• **WORK ITEM**
Identify, in the records below, every line where the string "HashMap" appears, and copy each such line.

(Source records)
******************************

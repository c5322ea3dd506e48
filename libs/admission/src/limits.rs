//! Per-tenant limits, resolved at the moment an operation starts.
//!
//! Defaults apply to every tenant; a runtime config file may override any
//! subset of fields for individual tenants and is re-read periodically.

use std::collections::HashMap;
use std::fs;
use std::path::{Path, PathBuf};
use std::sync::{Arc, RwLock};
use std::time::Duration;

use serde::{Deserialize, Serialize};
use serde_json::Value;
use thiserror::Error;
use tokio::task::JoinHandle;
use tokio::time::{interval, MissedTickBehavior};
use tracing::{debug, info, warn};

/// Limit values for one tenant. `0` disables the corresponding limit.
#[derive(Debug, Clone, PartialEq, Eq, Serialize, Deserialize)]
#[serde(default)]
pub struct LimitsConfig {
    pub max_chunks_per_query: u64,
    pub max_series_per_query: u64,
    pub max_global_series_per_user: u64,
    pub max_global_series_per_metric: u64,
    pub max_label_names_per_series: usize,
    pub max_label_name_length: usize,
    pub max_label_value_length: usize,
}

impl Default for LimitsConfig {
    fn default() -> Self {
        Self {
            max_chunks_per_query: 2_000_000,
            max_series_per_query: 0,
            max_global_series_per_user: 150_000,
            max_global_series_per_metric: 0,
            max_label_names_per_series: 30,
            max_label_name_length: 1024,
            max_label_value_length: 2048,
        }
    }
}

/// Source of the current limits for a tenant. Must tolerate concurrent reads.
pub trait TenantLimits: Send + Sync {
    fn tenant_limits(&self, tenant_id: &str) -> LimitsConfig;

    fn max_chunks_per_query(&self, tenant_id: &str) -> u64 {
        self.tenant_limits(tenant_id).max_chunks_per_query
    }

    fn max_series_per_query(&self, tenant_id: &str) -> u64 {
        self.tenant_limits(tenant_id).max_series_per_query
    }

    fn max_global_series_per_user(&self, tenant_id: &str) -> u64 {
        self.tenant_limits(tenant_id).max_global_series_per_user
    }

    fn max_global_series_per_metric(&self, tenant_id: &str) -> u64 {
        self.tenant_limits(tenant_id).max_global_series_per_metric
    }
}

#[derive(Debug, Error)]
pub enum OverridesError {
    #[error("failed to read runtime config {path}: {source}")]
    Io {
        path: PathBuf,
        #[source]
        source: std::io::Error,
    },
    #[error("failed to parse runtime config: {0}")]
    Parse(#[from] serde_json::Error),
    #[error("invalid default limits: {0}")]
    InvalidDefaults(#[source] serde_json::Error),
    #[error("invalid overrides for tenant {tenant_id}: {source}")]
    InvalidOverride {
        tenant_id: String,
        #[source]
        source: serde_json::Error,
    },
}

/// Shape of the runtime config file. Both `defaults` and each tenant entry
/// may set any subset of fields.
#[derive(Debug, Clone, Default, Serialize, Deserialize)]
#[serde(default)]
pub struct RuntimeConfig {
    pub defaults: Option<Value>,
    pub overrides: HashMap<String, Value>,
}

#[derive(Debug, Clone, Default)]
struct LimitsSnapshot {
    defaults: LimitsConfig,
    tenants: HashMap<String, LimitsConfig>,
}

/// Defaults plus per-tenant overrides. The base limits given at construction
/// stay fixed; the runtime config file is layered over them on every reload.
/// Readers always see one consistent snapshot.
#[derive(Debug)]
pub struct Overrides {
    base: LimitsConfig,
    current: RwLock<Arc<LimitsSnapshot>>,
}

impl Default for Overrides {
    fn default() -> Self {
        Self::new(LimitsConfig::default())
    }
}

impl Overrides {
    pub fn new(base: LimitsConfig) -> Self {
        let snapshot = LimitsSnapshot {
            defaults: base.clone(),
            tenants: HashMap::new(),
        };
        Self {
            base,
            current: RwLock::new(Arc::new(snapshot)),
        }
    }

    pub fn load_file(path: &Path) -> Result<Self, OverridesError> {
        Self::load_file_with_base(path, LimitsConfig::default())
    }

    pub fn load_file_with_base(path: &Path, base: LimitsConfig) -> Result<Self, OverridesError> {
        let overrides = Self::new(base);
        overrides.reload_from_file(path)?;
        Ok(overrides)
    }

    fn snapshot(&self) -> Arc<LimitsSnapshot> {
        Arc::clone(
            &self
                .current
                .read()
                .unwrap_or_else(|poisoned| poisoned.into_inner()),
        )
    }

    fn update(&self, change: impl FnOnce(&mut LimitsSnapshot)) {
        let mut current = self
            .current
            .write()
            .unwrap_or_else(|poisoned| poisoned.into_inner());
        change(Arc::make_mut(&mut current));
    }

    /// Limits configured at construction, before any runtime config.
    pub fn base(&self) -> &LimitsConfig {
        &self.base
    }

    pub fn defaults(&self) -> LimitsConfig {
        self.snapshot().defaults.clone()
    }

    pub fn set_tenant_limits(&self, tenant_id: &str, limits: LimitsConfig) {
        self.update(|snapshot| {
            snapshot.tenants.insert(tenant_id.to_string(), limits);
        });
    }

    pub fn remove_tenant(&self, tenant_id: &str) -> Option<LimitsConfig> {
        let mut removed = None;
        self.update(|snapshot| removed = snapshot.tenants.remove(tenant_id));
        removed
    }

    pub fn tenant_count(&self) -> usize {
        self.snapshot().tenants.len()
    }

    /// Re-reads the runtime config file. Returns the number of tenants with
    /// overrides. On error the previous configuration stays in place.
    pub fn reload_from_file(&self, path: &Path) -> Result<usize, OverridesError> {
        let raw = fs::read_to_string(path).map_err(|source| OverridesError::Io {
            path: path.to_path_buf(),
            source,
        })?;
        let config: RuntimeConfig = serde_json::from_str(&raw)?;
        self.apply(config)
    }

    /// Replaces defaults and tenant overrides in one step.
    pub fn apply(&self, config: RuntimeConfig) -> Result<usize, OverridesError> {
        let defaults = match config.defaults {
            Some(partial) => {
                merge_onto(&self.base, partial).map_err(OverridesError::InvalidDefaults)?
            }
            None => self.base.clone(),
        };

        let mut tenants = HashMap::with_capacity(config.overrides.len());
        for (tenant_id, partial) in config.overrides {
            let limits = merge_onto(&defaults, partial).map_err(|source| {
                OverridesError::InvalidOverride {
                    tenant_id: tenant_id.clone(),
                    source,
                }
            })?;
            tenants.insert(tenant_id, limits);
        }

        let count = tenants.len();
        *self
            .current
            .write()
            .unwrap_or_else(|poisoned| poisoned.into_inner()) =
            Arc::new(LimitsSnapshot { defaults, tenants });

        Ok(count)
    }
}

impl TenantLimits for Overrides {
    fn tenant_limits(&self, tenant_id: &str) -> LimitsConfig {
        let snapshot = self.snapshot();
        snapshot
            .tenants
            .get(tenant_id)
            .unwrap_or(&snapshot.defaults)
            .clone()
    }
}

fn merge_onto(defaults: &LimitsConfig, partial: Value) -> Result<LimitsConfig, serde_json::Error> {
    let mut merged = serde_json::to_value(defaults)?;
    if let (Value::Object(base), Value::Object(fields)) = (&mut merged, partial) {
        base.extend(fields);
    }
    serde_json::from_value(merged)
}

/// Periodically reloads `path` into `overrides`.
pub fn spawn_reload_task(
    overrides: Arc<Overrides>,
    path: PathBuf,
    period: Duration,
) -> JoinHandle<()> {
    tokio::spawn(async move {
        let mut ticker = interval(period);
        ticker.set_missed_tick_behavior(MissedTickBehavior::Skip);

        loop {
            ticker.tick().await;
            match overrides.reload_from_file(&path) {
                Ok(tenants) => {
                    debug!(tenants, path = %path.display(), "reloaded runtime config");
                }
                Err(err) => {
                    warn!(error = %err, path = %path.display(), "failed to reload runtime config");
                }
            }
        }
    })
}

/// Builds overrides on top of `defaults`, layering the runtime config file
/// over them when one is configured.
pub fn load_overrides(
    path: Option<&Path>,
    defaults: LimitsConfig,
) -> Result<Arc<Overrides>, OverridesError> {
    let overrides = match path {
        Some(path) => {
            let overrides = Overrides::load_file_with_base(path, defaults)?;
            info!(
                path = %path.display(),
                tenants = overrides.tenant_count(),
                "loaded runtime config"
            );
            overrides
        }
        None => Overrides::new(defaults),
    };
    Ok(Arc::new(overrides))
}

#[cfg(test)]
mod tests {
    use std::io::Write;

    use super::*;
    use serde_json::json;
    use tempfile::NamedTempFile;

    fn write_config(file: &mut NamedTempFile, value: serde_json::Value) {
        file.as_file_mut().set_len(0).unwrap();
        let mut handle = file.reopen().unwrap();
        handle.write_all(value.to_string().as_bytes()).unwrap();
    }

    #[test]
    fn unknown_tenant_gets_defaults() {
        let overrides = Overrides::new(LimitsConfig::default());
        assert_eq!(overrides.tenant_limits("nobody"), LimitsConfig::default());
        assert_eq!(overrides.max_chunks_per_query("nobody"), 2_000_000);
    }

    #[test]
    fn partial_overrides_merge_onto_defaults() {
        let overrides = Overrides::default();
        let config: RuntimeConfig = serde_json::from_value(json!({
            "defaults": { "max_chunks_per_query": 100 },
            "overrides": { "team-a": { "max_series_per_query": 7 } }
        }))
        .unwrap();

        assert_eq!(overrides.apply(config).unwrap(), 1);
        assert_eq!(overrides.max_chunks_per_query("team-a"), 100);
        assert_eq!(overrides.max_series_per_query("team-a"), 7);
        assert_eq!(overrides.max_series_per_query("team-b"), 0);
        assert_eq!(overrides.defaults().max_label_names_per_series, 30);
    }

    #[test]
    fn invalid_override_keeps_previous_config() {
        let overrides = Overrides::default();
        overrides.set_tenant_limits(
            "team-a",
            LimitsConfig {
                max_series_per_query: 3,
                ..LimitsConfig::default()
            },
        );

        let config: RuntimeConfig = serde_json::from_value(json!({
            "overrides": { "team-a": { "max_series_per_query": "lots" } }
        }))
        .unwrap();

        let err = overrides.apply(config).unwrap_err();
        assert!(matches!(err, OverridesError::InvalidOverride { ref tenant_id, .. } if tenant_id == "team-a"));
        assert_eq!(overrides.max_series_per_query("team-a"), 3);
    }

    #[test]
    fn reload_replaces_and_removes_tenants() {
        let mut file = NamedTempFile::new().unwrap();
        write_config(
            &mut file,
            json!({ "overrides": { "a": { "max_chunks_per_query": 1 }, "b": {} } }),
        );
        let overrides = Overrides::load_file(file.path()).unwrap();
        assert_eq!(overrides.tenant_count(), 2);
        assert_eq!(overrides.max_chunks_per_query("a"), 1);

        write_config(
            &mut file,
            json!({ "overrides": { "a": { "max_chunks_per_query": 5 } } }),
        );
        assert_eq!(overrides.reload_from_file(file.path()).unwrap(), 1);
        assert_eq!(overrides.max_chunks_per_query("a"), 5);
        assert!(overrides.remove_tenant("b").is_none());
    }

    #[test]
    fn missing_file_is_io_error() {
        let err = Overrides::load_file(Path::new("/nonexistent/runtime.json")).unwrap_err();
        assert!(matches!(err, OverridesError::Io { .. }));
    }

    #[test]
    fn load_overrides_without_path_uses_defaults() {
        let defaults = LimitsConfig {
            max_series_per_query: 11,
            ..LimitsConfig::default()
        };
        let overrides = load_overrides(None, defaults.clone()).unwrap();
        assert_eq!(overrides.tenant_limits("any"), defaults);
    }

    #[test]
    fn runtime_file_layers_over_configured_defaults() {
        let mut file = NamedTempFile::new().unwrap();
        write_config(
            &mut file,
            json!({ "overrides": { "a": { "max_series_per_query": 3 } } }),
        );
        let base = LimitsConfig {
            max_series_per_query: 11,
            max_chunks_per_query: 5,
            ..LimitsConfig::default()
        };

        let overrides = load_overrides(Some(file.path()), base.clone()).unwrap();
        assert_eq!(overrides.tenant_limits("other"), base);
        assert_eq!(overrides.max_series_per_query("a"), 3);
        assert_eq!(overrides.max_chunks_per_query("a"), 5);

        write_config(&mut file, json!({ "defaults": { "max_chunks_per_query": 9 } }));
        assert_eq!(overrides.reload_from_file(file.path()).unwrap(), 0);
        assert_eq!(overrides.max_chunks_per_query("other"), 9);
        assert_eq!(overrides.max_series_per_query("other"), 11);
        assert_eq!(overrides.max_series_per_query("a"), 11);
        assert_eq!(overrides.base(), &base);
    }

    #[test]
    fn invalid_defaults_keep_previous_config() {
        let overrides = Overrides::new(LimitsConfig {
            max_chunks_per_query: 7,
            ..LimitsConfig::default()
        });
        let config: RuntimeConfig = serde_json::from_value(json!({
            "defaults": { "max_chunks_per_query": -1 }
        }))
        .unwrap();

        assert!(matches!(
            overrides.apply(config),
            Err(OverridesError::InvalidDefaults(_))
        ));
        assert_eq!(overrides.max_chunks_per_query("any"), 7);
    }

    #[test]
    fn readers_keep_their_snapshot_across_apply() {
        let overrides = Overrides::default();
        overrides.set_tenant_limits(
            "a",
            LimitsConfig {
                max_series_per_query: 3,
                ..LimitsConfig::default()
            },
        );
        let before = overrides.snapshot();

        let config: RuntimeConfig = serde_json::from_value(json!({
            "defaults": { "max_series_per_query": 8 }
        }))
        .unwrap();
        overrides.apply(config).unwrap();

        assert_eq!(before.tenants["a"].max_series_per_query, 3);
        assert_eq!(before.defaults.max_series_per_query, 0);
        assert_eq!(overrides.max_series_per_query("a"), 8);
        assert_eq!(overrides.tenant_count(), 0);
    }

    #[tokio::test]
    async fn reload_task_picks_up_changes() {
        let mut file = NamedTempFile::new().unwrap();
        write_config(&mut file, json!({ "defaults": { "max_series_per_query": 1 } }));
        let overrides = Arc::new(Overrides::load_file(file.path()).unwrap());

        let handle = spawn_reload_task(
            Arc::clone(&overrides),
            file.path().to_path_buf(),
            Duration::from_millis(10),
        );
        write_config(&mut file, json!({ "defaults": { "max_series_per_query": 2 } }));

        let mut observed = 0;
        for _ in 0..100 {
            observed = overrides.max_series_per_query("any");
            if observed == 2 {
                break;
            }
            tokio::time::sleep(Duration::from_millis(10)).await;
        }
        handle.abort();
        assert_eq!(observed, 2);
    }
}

******************************

• **TASK OUTPUT**
use std::collections::HashMap;
    pub overrides: HashMap<String, Value>,
    tenants: HashMap<String, LimitsConfig>,
            tenants: HashMap::new(),
        let mut tenants = HashMap::with_capacity(config.overrides.len());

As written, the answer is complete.